Problem —
In this exercise, restate the listing word for word.

==*==

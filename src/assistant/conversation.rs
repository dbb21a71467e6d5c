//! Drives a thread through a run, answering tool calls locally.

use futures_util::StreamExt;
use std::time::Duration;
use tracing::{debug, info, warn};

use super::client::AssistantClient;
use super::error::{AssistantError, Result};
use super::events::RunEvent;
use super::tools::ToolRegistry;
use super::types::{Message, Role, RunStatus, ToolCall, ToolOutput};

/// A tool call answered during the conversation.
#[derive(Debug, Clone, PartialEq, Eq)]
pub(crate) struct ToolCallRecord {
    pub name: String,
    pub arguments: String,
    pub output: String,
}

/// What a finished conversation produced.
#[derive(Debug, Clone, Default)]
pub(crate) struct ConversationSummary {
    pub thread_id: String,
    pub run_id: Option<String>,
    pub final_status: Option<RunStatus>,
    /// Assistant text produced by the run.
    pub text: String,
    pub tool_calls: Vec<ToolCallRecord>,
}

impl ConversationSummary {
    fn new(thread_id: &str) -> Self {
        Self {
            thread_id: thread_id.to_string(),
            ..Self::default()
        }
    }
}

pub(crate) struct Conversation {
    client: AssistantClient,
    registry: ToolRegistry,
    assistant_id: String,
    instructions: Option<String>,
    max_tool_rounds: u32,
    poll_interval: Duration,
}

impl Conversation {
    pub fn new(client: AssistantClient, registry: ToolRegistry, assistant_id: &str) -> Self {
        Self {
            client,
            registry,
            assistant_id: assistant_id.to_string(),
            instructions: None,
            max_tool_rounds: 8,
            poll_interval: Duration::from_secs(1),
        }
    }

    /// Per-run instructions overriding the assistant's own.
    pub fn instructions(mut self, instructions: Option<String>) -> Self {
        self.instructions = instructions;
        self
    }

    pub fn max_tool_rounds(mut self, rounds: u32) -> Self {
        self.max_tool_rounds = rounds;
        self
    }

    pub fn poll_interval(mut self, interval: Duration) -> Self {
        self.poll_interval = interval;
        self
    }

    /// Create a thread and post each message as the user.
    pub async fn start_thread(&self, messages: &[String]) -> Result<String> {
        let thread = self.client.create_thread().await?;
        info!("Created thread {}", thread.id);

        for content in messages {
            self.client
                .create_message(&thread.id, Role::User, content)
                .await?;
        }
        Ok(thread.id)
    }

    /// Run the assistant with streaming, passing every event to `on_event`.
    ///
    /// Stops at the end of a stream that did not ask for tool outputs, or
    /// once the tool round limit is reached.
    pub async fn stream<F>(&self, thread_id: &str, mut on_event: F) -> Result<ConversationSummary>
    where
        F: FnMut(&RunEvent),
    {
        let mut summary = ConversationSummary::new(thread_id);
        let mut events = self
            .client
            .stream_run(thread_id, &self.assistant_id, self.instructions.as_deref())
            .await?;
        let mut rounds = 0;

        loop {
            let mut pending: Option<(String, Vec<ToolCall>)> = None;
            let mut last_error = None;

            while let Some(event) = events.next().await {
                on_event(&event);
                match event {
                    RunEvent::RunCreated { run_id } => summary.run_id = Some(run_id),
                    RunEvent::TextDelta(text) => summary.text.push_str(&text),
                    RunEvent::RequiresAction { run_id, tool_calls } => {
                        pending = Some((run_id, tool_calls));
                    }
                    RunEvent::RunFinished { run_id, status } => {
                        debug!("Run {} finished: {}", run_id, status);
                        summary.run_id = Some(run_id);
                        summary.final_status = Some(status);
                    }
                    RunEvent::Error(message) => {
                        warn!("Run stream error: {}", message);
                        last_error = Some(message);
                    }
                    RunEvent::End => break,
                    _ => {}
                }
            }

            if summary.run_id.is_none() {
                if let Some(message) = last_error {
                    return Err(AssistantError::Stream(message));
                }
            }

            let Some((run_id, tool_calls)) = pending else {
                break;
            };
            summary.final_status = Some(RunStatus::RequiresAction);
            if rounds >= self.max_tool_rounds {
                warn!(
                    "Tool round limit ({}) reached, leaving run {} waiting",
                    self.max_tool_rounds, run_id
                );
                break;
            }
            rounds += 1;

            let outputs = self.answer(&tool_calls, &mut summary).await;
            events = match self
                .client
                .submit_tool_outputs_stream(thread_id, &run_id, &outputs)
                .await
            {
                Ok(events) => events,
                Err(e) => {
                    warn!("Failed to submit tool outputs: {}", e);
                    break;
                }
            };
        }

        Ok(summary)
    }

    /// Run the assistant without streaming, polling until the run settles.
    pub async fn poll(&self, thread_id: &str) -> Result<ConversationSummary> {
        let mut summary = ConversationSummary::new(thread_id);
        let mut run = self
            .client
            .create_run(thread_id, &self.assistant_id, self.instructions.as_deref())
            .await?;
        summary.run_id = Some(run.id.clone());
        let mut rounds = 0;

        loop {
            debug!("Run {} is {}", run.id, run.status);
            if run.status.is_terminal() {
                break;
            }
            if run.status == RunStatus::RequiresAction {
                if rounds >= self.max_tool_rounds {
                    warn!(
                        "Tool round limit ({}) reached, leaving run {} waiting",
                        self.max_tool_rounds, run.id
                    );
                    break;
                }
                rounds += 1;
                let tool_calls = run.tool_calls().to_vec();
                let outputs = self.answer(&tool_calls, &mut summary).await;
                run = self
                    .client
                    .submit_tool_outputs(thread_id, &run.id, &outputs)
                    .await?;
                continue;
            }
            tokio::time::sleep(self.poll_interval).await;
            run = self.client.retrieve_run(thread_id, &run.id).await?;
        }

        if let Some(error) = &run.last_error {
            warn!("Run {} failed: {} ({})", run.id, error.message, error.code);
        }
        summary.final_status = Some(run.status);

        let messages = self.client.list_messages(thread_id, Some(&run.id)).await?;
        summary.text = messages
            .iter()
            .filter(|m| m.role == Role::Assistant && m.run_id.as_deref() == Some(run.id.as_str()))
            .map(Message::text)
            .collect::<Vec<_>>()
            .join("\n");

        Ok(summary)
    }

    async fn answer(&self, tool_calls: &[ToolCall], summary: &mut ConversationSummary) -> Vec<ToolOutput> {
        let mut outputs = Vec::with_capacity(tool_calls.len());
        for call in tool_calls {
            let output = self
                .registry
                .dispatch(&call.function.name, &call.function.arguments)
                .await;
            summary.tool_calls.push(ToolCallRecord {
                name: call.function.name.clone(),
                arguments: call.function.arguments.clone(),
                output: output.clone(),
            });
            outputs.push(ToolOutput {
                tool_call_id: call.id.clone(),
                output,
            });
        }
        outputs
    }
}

==*==

Expected output —
filename src/assistant/conversation.rs
repository dbb21a71467e6d5c
//! Drives a thread through a run, answering tool calls locally.

use futures_util::StreamExt;
use std::time::Duration;
use tracing::{debug, info, warn};

use super::client::AssistantClient;
use super::error::{AssistantError, Result};
use super::events::RunEvent;
use super::tools::ToolRegistry;
use super::types::{Message, Role, RunStatus, ToolCall, ToolOutput};

/// A tool call answered during the conversation.
#[derive(Debug, Clone, PartialEq, Eq)]
pub(crate) struct ToolCallRecord {
    pub name: String,
    pub arguments: String,
    pub output: String,
}

/// What a finished conversation produced.
#[derive(Debug, Clone, Default)]
pub(crate) struct ConversationSummary {
    pub thread_id: String,
    pub run_id: Option<String>,
    pub final_status: Option<RunStatus>,
    /// Assistant text produced by the run.
    pub text: String,
    pub tool_calls: Vec<ToolCallRecord>,
}

impl ConversationSummary {
    fn new(thread_id: &str) -> Self {
        Self {
            thread_id: thread_id.to_string(),
            ..Self::default()
        }
    }
}

pub(crate) struct Conversation {
    client: AssistantClient,
    registry: ToolRegistry,
    assistant_id: String,
    instructions: Option<String>,
    max_tool_rounds: u32,
    poll_interval: Duration,
}

impl Conversation {
    pub fn new(client: AssistantClient, registry: ToolRegistry, assistant_id: &str) -> Self {
        Self {
            client,
            registry,
            assistant_id: assistant_id.to_string(),
            instructions: None,
            max_tool_rounds: 8,
            poll_interval: Duration::from_secs(1),
        }
    }

    /// Per-run instructions overriding the assistant's own.
    pub fn instructions(mut self, instructions: Option<String>) -> Self {
        self.instructions = instructions;
        self
    }

    pub fn max_tool_rounds(mut self, rounds: u32) -> Self {
        self.max_tool_rounds = rounds;
        self
    }

    pub fn poll_interval(mut self, interval: Duration) -> Self {
        self.poll_interval = interval;
        self
    }

    /// Create a thread and post each message as the user.
    pub async fn start_thread(&self, messages: &[String]) -> Result<String> {
        let thread = self.client.create_thread().await?;
        info!("Created thread {}", thread.id);

        for content in messages {
            self.client
                .create_message(&thread.id, Role::User, content)
                .await?;
        }
        Ok(thread.id)
    }

    /// Run the assistant with streaming, passing every event to `on_event`.
    ///
    /// Stops at the end of a stream that did not ask for tool outputs, or
    /// once the tool round limit is reached.
    pub async fn stream<F>(&self, thread_id: &str, mut on_event: F) -> Result<ConversationSummary>
    where
        F: FnMut(&RunEvent),
    {
        let mut summary = ConversationSummary::new(thread_id);
        let mut events = self
            .client
            .stream_run(thread_id, &self.assistant_id, self.instructions.as_deref())
            .await?;
        let mut rounds = 0;

        loop {
            let mut pending: Option<(String, Vec<ToolCall>)> = None;
            let mut last_error = None;

            while let Some(event) = events.next().await {
                on_event(&event);
                match event {
                    RunEvent::RunCreated { run_id } => summary.run_id = Some(run_id),
                    RunEvent::TextDelta(text) => summary.text.push_str(&text),
                    RunEvent::RequiresAction { run_id, tool_calls } => {
                        pending = Some((run_id, tool_calls));
                    }
                    RunEvent::RunFinished { run_id, status } => {
                        debug!("Run {} finished: {}", run_id, status);
                        summary.run_id = Some(run_id);
                        summary.final_status = Some(status);
                    }
                    RunEvent::Error(message) => {
                        warn!("Run stream error: {}", message);
                        last_error = Some(message);
                    }
                    RunEvent::End => break,
                    _ => {}
                }
            }

            if summary.run_id.is_none() {
                if let Some(message) = last_error {
                    return Err(AssistantError::Stream(message));
                }
            }

            let Some((run_id, tool_calls)) = pending else {
                break;
            };
            summary.final_status = Some(RunStatus::RequiresAction);
            if rounds >= self.max_tool_rounds {
                warn!(
                    "Tool round limit ({}) reached, leaving run {} waiting",
                    self.max_tool_rounds, run_id
                );
                break;
            }
            rounds += 1;

            let outputs = self.answer(&tool_calls, &mut summary).await;
            events = match self
                .client
                .submit_tool_outputs_stream(thread_id, &run_id, &outputs)
                .await
            {
                Ok(events) => events,
                Err(e) => {
                    warn!("Failed to submit tool outputs: {}", e);
                    break;
                }
            };
        }

        Ok(summary)
    }

    /// Run the assistant without streaming, polling until the run settles.
    pub async fn poll(&self, thread_id: &str) -> Result<ConversationSummary> {
        let mut summary = ConversationSummary::new(thread_id);
        let mut run = self
            .client
            .create_run(thread_id, &self.assistant_id, self.instructions.as_deref())
            .await?;
        summary.run_id = Some(run.id.clone());
        let mut rounds = 0;

        loop {
            debug!("Run {} is {}", run.id, run.status);
            if run.status.is_terminal() {
                break;
            }
            if run.status == RunStatus::RequiresAction {
                if rounds >= self.max_tool_rounds {
                    warn!(
                        "Tool round limit ({}) reached, leaving run {} waiting",
                        self.max_tool_rounds, run.id
                    );
                    break;
                }
                rounds += 1;
                let tool_calls = run.tool_calls().to_vec();
                let outputs = self.answer(&tool_calls, &mut summary).await;
                run = self
                    .client
                    .submit_tool_outputs(thread_id, &run.id, &outputs)
                    .await?;
                continue;
            }
            tokio::time::sleep(self.poll_interval).await;
            run = self.client.retrieve_run(thread_id, &run.id).await?;
        }

        if let Some(error) = &run.last_error {
            warn!("Run {} failed: {} ({})", run.id, error.message, error.code);
        }
        summary.final_status = Some(run.status);

        let messages = self.client.list_messages(thread_id, Some(&run.id)).await?;
        summary.text = messages
            .iter()
            .filter(|m| m.role == Role::Assistant && m.run_id.as_deref() == Some(run.id.as_str()))
            .map(Message::text)
            .collect::<Vec<_>>()
            .join("\n");

        Ok(summary)
    }

    async fn answer(&self, tool_calls: &[ToolCall], summary: &mut ConversationSummary) -> Vec<ToolOutput> {
        let mut outputs = Vec::with_capacity(tool_calls.len());
        for call in tool_calls {
            let output = self
                .registry
                .dispatch(&call.function.name, &call.function.arguments)
                .await;
            summary.tool_calls.push(ToolCallRecord {
                name: call.function.name.clone(),
                arguments: call.function.arguments.clone(),
                output: output.clone(),
            });
            outputs.push(ToolOutput {
                tool_call_id: call.id.clone(),
                output,
            });
        }
        outputs
    }
}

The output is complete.